* WHAT YOU SHOULD DO:
Looking at the data, count the lines where the word "target" occurs and answer with only the number.

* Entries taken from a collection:

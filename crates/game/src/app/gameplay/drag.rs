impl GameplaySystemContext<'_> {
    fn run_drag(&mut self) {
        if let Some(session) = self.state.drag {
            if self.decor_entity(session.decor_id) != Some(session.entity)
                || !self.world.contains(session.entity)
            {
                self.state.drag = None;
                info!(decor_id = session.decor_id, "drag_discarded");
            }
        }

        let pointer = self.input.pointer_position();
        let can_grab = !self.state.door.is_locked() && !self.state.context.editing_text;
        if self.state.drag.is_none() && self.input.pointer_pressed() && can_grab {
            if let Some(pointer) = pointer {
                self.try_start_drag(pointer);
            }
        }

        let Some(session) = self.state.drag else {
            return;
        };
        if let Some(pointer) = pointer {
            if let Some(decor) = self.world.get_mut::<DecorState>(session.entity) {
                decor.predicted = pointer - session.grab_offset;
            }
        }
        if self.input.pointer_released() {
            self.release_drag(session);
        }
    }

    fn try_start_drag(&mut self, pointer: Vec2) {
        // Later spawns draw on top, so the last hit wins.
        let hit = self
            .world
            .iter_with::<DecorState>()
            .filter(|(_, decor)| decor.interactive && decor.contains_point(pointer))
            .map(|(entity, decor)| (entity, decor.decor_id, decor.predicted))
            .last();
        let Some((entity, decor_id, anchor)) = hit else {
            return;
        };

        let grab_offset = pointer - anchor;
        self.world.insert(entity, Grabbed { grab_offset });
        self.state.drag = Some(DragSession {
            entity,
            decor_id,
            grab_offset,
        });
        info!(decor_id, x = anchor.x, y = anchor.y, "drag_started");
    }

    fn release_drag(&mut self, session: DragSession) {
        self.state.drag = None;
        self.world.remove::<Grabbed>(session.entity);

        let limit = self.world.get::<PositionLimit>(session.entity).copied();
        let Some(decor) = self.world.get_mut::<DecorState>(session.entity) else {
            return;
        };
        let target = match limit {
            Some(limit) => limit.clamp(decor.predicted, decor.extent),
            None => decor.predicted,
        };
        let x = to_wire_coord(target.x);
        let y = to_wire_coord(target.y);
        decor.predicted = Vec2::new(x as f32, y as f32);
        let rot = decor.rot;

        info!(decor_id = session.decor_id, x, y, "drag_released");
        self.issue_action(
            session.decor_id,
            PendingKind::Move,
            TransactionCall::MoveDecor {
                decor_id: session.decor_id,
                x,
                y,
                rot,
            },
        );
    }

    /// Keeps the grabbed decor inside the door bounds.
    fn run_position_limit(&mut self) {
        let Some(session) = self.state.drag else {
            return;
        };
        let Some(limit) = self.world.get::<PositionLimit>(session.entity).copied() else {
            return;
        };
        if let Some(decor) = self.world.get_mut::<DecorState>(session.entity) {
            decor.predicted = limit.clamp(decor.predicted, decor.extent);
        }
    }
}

* OUTPUT OF THE EXERCISE:
3